0
votes

I'm using a Dropwizard web service to access a number of parquet files, I need to use "real" sql (strings) not spark DDL (which I've tried and does work but doesn't meet my needs). I'm launching the service from eclipse with spark in standalone mode. Spark version is 1.4.1.

Problem is spark doesn't resolve parquet references within plain SQL, called like this: (I have a test copy in the folder I'm launching the web service from in ./bro/conn.parquet)

DataFrame df = sqlContext
        .sql(sql)
        .limit(5)
;

For example

http://localhost:8080/table/query?sql=select%20ts%20from%20%20parquet.`./bro/conn.parquet` 

fails with the error shown below. I've tried all the permutations I can think of for that sql statement (omit the ./, absolute paths, omit the backticks, etc) but no joy.

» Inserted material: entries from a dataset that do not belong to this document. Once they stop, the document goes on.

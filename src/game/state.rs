//! World State Definitions
//!
//! Per-participant state held by a world match.
//! Uses BTreeMap so snapshots serialize in a stable order.

use std::collections::BTreeMap;
use std::fmt;

use serde::{Deserialize, Serialize};
use tokio::sync::mpsc;

use crate::game::messages::MatchMessage;

// =============================================================================
// OWNER KEY
// =============================================================================

/// Stable identifier of a connected participant (the user id).
#[derive(Clone, Debug, PartialEq, Eq, PartialOrd, Ord, Hash, Serialize, Deserialize)]
#[serde(transparent)]
pub struct OwnerKey(String);

impl OwnerKey {
    /// Create from any string-like identifier.
    pub fn new(id: impl Into<String>) -> Self {
        Self(id.into())
    }

    /// Borrow the identifier.
    pub fn as_str(&self) -> &str {
        &self.0
    }
}

impl fmt::Display for OwnerKey {
    fn fmt(&self, f: &mut fmt::Formatter<'_>) -> fmt::Result {
        f.write_str(&self.0)
    }
}

impl From<&str> for OwnerKey {
    fn from(s: &str) -> Self {
        Self::new(s)
    }
}

// =============================================================================
// COMPONENTS
// =============================================================================

/// World-space position.
#[derive(Clone, Copy, Debug, Default, PartialEq, Serialize, Deserialize)]
pub struct Position {
    /// Horizontal coordinate.
    pub x: f64,
    /// Vertical coordinate.
    pub y: f64,
}

impl Position {
    /// Create a position.
    pub const fn new(x: f64, y: f64) -> Self {
        Self { x, y }
    }
}

/// Latest input of a participant.
#[derive(Clone, Copy, Debug, Default, PartialEq, Serialize, Deserialize)]
pub struct Input {
    /// Horizontal direction axis.
    #[serde(rename = "d")]
    pub direction: f64,
    /// Jump pulse. Only true during the tick it was received in.
    #[serde(rename = "j")]
    pub jump: bool,
}

/// RGBA color. All zero means the player has not picked one yet.
#[derive(Clone, Copy, Debug, Default, PartialEq, Serialize, Deserialize)]
pub struct Color {
    /// Red channel.
    #[serde(rename = "r")]
    pub red: f64,
    /// Green channel.
    #[serde(rename = "g")]
    pub green: f64,
    /// Blue channel.
    #[serde(rename = "b")]
    pub blue: f64,
    /// Alpha channel.
    #[serde(rename = "a")]
    pub alpha: f64,
}

impl Color {
    /// Create a color.
    pub const fn new(red: f64, green: f64, blue: f64, alpha: f64) -> Self {
        Self { red, green, blue, alpha }
    }

    /// Whether the color is still the unset value.
    pub fn is_unset(&self) -> bool {
        *self == Self::default()
    }
}

// =============================================================================
// PRESENCE
// =============================================================================

/// Live connection handle of a participant.
#[derive(Clone, Debug)]
pub struct Presence {
    /// Owner key of the participant.
    pub user_id: OwnerKey,
    /// Transport session the presence belongs to.
    pub session_id: uuid::Uuid,
    /// Account name reported by the client.
    pub username: String,
    /// Outbound channel to the client's connection.
    pub sender: mpsc::Sender<MatchMessage>,
}

impl Presence {
    /// Create a presence with a fresh transport session id.
    pub fn new(
        user_id: OwnerKey,
        username: impl Into<String>,
        sender: mpsc::Sender<MatchMessage>,
    ) -> Self {
        Self {
            user_id,
            session_id: uuid::Uuid::new_v4(),
            username: username.into(),
            sender,
        }
    }
}

// =============================================================================
// WORLD STATE
// =============================================================================

/// Authoritative state of one world match.
///
/// The five maps are private and only change together: every owner key is
/// either present in all of them or in none.
#[derive(Debug, Default)]
pub struct WorldState {
    presences: BTreeMap<OwnerKey, Presence>,
    positions: BTreeMap<OwnerKey, Position>,
    inputs: BTreeMap<OwnerKey, Input>,
    colors: BTreeMap<OwnerKey, Color>,
    names: BTreeMap<OwnerKey, String>,
}

impl WorldState {
    /// Create an empty world.
    pub fn new() -> Self {
        Self::default()
    }

    /// Register a participant with zeroed state and a placeholder name.
    ///
    /// Returns false (and changes nothing) if the owner key is already live.
    pub fn insert(&mut self, presence: Presence, placeholder_name: String) -> bool {
        let key = presence.user_id.clone();
        if self.presences.contains_key(&key) {
            return false;
        }

        self.positions.insert(key.clone(), Position::default());
        self.inputs.insert(key.clone(), Input::default());
        self.colors.insert(key.clone(), Color::default());
        self.names.insert(key.clone(), placeholder_name);
        self.presences.insert(key, presence);
        true
    }

    /// Remove a participant from every map at once.
    pub fn remove(&mut self, key: &OwnerKey) -> Option<Presence> {
        let presence = self.presences.remove(key)?;
        self.positions.remove(key);
        self.inputs.remove(key);
        self.colors.remove(key);
        self.names.remove(key);
        Some(presence)
    }

    /// Whether the owner key is live.
    pub fn contains(&self, key: &OwnerKey) -> bool {
        self.presences.contains_key(key)
    }

    /// Number of live participants.
    pub fn len(&self) -> usize {
        self.presences.len()
    }

    /// Whether nobody is connected.
    pub fn is_empty(&self) -> bool {
        self.presences.is_empty()
    }

    /// Live connection handle of a participant.
    pub fn presence(&self, key: &OwnerKey) -> Option<&Presence> {
        self.presences.get(key)
    }

    /// All live connection handles.
    pub fn presences(&self) -> impl Iterator<Item = &Presence> {
        self.presences.values()
    }

    /// All live owner keys, in order.
    pub fn owner_keys(&self) -> impl Iterator<Item = &OwnerKey> {
        self.presences.keys()
    }

    /// Get a participant's position.
    pub fn position(&self, key: &OwnerKey) -> Option<&Position> {
        self.positions.get(key)
    }

    /// Get a participant's position mutably.
    pub fn position_mut(&mut self, key: &OwnerKey) -> Option<&mut Position> {
        self.positions.get_mut(key)
    }

    /// Get a participant's input.
    pub fn input(&self, key: &OwnerKey) -> Option<&Input> {
        self.inputs.get(key)
    }

    /// Get a participant's input mutably.
    pub fn input_mut(&mut self, key: &OwnerKey) -> Option<&mut Input> {
        self.inputs.get_mut(key)
    }

    /// Get a participant's color.
    pub fn color(&self, key: &OwnerKey) -> Option<&Color> {
        self.colors.get(key)
    }

    /// Get a participant's color mutably.
    pub fn color_mut(&mut self, key: &OwnerKey) -> Option<&mut Color> {
        self.colors.get_mut(key)
    }

    /// Get a participant's display name.
    pub fn name(&self, key: &OwnerKey) -> Option<&str> {
        self.names.get(key).map(String::as_str)
    }

    /// Replace a participant's display name. No-op for unknown keys.
    pub fn set_name(&mut self, key: &OwnerKey, name: impl Into<String>) -> bool {
        match self.names.get_mut(key) {
            Some(current) => {
                *current = name.into();
                true
            }
            None => false,
        }
    }

    /// Position table.
    pub fn positions(&self) -> &BTreeMap<OwnerKey, Position> {
        &self.positions
    }

    /// Input table.
    pub fn inputs(&self) -> &BTreeMap<OwnerKey, Input> {
        &self.inputs
    }

    /// Color table.
    pub fn colors(&self) -> &BTreeMap<OwnerKey, Color> {
        &self.colors
    }

    /// Display name table.
    pub fn names(&self) -> &BTreeMap<OwnerKey, String> {
        &self.names
    }

    /// End-of-tick reset of the jump pulse.
    pub fn clear_jumps(&mut self) {
        for input in self.inputs.values_mut() {
            input.jump = false;
        }
    }

    /// Check that all five maps hold exactly the same owner keys.
    pub fn is_consistent(&self) -> bool {
        let len = self.presences.len();
        if self.positions.len() != len
            || self.inputs.len() != len
            || self.colors.len() != len
            || self.names.len() != len
        {
            return false;
        }

        self.presences.keys().all(|key| {
            self.positions.contains_key(key)
                && self.inputs.contains_key(key)
                && self.colors.contains_key(key)
                && self.names.contains_key(key)
        })
    }
}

Does parquet access via SQL work or just the DDL API (which I can't use for this use case). Is there a way to use the DDL api to load the dataframe (DataFrame df = sqlContext.read().parquet(path)) and then apply full sql commands (minus the from clause) to the result?

0:0:0:0:0:0:0:1 - - [02/Jun/2016:12:47:06 +0000] "GET /table/query?sql=select%20ts%20from%20%20parquet.`./bro/conn.parquet` HTTP/1.1" 500 1483 74 74
ERROR [2016-06-02 13:02:29,810] com.yammer.dropwizard.jersey.LoggingExceptionMapper: Error handling a request: fc462d5554bce965
! java.lang.RuntimeException: Table Not Found: parquet../bro/conn.parquet
! at scala.sys.package$.error(package.scala:27)
! at org.apache.spark.sql.catalyst.analysis.SimpleCatalog$$anonfun$1.apply(Catalog.scala:115)
! at org.apache.spark.sql.catalyst.analysis.SimpleCatalog$$anonfun$1.apply(Catalog.scala:115)
! at scala.collection.MapLike$class.getOrElse(MapLike.scala:128)
! at scala.collection.AbstractMap.getOrElse(Map.scala:58)
! at org.apache.spark.sql.catalyst.analysis.SimpleCatalog.lookupRelation(Catalog.scala:115)
! at org.apache.spark.sql.catalyst.analysis.Analyzer$ResolveRelations$.getTable(Analyzer.scala:222)
! at org.apache.spark.sql.catalyst.analysis.Analyzer$ResolveRelations$$anonfun$apply$7.applyOrElse(Analyzer.scala:233)
! at org.apache.spark.sql.catalyst.analysis.Analyzer$ResolveRelations$$anonfun$apply$7.applyOrElse(Analyzer.scala:229)
! at org.apache.spark.sql.catalyst.trees.TreeNode$$anonfun$3.apply(TreeNode.scala:222)
! at org.apache.spark.sql.catalyst.trees.TreeNode$$anonfun$3.apply(TreeNode.scala:222)
! at org.apache.spark.sql.catalyst.trees.CurrentOrigin$.withOrigin(TreeNode.scala:51)
! at org.apache.spark.sql.catalyst.trees.TreeNode.transformDown(TreeNode.scala:221)
! at org.apache.spark.sql.catalyst.trees.TreeNode$$anonfun$4.apply(TreeNode.scala:242)
...
0:0:0:0:0:0:0:1 - - [02/Jun/2016:13:02:29 +0000] "GET /table/query?sql=select%20ts%20from%20%20parquet.`./bro/conn.parquet` HTTP/1.1" 500 1483 20 20
1

1 Answers

0
votes

This is caused by a bug in spark-sql 1.4.1. Upgrading to 1.6.1 fixed it.